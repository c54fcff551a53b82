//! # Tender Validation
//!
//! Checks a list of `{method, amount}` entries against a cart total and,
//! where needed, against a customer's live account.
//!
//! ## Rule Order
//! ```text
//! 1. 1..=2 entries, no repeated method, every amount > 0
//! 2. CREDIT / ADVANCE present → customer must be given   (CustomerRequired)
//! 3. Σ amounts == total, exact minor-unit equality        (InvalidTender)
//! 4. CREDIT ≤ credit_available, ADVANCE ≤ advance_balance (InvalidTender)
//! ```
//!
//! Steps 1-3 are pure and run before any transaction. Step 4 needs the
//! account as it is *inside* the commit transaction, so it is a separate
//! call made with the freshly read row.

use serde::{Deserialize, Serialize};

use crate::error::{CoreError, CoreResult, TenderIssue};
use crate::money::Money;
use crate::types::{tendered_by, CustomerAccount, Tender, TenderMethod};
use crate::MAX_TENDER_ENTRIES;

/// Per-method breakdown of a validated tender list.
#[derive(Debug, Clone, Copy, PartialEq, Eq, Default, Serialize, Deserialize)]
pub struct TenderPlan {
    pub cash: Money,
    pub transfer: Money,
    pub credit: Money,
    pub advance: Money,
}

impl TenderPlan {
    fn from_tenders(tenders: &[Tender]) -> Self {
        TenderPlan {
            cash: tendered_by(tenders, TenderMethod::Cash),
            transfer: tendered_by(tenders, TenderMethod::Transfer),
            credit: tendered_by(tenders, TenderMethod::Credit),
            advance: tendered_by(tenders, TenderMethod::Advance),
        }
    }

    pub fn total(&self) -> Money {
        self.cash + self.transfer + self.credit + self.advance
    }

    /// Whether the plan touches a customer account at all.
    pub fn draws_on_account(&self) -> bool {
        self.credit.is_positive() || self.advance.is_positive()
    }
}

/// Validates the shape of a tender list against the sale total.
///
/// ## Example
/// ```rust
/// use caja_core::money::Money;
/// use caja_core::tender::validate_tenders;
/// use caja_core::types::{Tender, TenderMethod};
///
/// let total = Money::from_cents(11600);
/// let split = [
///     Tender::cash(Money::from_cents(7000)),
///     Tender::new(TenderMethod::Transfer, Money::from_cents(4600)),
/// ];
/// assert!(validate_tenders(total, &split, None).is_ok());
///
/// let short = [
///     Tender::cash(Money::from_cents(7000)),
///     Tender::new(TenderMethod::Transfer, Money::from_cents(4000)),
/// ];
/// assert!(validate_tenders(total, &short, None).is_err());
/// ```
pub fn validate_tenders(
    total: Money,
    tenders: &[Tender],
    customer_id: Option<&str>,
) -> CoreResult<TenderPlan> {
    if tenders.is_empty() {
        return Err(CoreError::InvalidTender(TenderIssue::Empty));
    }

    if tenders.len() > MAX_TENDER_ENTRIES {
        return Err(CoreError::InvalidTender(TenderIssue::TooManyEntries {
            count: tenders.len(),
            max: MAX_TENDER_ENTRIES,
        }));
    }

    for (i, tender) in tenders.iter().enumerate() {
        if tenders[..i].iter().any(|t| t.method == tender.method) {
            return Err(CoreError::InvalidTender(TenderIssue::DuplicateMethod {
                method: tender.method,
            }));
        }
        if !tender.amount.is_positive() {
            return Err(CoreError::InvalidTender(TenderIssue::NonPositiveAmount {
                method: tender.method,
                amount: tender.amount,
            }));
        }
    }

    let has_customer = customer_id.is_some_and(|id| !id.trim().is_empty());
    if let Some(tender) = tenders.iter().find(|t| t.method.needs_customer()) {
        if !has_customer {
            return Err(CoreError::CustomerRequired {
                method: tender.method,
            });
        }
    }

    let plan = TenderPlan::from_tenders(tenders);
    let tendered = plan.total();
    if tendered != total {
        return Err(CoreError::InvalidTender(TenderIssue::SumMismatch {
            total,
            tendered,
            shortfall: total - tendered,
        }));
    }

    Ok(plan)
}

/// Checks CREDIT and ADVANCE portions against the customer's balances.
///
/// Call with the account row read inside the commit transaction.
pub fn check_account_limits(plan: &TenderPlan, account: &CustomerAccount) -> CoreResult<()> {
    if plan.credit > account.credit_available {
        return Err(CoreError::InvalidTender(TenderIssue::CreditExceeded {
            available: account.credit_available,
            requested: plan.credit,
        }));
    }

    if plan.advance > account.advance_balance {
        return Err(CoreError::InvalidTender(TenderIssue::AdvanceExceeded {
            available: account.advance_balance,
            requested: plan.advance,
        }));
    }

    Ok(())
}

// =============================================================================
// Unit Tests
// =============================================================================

---

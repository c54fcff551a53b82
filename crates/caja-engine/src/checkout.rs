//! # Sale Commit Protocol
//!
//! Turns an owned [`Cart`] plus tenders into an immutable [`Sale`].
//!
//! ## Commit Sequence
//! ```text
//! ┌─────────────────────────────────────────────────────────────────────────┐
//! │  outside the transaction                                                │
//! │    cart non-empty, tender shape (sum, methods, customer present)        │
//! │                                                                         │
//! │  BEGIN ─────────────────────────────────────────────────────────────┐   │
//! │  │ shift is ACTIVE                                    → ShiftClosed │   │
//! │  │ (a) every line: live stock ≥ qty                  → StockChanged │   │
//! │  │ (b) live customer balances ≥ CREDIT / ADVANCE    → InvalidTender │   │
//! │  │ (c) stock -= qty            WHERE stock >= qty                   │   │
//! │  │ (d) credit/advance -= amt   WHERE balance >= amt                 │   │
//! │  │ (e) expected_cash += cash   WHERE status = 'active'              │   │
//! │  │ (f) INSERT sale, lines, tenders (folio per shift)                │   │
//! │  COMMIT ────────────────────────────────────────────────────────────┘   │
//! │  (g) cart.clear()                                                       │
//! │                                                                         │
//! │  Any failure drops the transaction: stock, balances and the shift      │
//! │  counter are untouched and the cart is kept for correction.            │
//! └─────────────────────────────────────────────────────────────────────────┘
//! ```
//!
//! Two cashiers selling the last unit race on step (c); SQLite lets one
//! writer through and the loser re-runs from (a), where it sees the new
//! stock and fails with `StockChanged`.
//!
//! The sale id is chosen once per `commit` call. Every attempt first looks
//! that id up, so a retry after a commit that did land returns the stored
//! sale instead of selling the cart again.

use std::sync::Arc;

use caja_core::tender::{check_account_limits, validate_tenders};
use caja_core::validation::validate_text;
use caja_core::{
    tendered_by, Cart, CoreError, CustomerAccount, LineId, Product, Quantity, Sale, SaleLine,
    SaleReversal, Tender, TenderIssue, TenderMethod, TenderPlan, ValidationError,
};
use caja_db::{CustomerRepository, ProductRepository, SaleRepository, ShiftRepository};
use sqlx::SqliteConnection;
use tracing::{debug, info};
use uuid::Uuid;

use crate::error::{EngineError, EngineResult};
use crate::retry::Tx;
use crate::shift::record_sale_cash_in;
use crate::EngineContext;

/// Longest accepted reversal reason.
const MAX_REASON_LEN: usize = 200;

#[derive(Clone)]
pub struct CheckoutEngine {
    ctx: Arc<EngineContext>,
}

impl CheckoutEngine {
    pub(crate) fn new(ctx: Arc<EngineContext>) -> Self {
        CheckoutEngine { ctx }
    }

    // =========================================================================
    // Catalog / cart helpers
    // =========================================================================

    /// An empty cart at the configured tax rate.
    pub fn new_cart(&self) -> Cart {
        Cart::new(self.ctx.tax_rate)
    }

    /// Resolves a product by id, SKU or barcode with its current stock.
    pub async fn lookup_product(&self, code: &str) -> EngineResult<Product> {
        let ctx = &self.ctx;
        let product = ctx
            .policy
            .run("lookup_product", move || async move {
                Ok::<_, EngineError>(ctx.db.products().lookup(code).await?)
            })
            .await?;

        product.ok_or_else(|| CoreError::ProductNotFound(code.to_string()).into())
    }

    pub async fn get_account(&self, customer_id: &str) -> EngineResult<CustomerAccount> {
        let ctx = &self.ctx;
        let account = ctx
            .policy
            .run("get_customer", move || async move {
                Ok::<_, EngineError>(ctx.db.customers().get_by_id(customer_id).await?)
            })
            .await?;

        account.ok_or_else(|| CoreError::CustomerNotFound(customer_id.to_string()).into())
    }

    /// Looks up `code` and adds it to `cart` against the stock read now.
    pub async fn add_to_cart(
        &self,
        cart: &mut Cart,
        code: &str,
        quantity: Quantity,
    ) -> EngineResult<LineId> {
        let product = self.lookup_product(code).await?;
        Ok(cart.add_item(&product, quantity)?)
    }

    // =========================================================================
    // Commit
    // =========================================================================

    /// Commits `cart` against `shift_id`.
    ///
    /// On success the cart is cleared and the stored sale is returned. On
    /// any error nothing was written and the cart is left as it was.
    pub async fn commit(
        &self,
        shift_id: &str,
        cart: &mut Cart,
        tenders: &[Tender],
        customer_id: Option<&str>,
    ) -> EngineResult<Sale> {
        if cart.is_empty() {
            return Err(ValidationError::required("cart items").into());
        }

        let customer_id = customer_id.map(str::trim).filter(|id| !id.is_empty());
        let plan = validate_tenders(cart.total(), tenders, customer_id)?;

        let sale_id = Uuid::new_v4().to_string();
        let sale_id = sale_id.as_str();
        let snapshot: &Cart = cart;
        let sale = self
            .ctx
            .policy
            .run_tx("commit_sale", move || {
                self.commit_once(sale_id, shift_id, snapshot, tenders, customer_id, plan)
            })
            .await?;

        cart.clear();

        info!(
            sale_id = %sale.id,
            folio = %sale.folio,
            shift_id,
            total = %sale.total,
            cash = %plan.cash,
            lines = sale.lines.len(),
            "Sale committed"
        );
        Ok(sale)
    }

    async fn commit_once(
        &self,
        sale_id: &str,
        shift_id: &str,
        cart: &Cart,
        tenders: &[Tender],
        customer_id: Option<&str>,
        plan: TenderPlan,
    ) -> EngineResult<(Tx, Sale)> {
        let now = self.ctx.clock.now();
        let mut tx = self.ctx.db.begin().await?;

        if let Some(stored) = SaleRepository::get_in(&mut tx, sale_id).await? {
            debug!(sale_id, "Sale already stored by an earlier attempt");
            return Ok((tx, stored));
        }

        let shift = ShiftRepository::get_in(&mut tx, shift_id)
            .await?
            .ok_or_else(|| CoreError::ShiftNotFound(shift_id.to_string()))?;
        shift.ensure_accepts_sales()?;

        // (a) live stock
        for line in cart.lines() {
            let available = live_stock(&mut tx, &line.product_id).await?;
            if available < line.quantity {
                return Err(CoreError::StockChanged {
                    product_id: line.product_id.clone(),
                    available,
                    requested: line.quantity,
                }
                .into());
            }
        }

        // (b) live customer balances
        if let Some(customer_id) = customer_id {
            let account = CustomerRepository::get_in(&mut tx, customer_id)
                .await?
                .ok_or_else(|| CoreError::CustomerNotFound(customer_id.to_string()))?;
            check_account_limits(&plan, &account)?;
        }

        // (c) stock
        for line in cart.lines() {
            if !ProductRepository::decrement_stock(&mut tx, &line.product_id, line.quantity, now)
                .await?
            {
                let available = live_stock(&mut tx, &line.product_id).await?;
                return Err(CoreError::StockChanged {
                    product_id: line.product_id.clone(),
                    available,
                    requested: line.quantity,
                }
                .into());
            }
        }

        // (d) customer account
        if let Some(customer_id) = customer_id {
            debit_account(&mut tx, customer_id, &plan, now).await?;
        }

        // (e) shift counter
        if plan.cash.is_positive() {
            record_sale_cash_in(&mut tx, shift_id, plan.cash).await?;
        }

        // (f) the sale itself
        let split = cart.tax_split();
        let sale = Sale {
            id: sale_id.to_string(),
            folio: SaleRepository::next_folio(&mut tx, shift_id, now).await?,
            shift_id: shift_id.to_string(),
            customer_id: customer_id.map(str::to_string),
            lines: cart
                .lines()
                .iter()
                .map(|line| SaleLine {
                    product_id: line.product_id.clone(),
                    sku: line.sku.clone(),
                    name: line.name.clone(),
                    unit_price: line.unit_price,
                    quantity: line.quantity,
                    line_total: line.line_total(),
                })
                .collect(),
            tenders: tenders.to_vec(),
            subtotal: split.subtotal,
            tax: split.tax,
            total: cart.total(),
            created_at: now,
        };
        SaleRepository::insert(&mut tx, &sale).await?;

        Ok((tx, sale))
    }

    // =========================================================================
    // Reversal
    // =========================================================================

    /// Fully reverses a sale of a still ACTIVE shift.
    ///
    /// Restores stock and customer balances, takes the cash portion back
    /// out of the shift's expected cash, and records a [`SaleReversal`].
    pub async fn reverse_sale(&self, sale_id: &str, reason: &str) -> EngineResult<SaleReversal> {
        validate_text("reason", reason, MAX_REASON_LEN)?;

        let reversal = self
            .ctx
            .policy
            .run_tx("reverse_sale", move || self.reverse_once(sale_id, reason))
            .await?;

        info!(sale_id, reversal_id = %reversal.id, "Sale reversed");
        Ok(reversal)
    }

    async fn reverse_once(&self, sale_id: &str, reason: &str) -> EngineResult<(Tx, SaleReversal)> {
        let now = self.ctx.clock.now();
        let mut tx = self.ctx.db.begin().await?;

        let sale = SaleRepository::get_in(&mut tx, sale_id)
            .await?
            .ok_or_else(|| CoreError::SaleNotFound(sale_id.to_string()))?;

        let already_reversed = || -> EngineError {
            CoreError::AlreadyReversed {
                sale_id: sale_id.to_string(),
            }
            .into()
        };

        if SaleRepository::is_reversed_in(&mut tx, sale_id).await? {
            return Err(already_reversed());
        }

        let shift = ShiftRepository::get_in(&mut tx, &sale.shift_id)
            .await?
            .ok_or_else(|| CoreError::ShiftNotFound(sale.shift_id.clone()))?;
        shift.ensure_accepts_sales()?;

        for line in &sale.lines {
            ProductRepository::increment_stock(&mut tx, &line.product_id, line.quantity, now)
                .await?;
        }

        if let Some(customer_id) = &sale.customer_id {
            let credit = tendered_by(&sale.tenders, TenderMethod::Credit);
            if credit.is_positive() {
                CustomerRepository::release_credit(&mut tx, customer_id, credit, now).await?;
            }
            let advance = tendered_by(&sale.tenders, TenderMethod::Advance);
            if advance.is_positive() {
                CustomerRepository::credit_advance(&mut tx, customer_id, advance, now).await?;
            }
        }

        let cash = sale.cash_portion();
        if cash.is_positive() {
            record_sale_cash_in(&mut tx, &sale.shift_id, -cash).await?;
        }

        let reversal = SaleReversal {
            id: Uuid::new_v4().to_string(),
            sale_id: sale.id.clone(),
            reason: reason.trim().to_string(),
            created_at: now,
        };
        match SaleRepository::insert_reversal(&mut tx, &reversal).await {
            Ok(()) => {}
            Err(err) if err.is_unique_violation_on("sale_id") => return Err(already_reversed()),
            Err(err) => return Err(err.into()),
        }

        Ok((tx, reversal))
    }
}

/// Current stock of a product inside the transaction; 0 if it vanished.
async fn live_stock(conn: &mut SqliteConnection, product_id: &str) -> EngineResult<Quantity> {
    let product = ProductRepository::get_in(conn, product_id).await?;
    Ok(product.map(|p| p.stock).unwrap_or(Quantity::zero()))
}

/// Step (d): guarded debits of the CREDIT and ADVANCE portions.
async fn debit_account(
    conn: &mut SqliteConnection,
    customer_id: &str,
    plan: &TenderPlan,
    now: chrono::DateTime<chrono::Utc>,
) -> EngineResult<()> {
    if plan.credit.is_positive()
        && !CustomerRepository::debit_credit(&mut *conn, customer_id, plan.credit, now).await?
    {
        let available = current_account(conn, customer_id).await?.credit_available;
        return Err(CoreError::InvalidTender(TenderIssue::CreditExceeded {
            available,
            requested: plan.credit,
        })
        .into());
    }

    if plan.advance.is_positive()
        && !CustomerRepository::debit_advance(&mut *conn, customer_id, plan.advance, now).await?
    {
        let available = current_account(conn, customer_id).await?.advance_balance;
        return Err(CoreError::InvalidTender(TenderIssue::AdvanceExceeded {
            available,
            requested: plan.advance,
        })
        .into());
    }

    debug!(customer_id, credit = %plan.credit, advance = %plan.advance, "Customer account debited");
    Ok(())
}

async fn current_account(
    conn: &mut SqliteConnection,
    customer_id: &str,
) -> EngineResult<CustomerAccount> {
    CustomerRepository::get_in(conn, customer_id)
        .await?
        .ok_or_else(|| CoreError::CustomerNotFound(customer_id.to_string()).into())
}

---

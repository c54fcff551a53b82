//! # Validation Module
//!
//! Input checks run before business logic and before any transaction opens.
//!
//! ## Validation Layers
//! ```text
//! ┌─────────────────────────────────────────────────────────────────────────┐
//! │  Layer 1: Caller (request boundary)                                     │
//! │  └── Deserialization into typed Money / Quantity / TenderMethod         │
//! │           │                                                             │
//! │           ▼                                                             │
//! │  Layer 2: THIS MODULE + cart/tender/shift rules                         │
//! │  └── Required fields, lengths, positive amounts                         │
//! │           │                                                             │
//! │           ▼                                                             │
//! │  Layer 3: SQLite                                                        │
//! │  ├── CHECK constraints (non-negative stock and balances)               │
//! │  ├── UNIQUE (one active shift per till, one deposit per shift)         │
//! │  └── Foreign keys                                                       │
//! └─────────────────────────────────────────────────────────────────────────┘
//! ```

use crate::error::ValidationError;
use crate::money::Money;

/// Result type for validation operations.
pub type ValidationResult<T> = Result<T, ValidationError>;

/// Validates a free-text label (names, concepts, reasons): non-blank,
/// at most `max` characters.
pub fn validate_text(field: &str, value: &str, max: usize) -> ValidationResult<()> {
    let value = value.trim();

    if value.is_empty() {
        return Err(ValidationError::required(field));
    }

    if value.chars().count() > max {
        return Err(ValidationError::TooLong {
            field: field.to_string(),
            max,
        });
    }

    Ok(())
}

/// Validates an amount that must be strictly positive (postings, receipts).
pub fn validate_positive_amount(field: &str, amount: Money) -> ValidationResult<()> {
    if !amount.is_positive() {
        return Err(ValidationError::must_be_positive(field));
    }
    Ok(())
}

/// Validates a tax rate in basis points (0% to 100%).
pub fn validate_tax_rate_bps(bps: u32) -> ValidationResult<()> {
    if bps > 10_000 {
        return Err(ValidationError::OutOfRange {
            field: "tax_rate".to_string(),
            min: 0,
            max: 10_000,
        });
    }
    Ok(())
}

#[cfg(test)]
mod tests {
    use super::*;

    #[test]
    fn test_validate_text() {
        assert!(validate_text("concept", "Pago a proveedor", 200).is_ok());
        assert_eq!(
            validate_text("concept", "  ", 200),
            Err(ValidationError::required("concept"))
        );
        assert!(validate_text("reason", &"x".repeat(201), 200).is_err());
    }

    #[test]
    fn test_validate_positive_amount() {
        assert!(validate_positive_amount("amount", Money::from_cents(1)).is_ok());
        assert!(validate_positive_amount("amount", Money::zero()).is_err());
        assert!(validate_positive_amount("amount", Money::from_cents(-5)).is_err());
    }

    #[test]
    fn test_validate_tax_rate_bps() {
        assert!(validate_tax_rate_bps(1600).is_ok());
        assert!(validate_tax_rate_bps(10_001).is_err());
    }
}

* GOAL OF THE EXERCISE: Extract from the records above the lines from the one containing "Checks a list" to the one containing "freshly read row.", both lines included, exactly as they appear and with nothing else.

* SOLVED EXERCISE:
//! Checks a list of `{method, amount}` entries against a cart total and,
//! where needed, against a customer's live account.
//!
//! ## Rule Order
//! ```text
//! 1. 1..=2 entries, no repeated method, every amount > 0
//! 2. CREDIT / ADVANCE present → customer must be given   (CustomerRequired)
//! 3. Σ amounts == total, exact minor-unit equality        (InvalidTender)
//! 4. CREDIT ≤ credit_available, ADVANCE ≤ advance_balance (InvalidTender)
//! ```
//!
//! Steps 1-3 are pure and run before any transaction. Step 4 needs the
//! account as it is *inside* the commit transaction, so it is a separate
//! call made with the freshly read row.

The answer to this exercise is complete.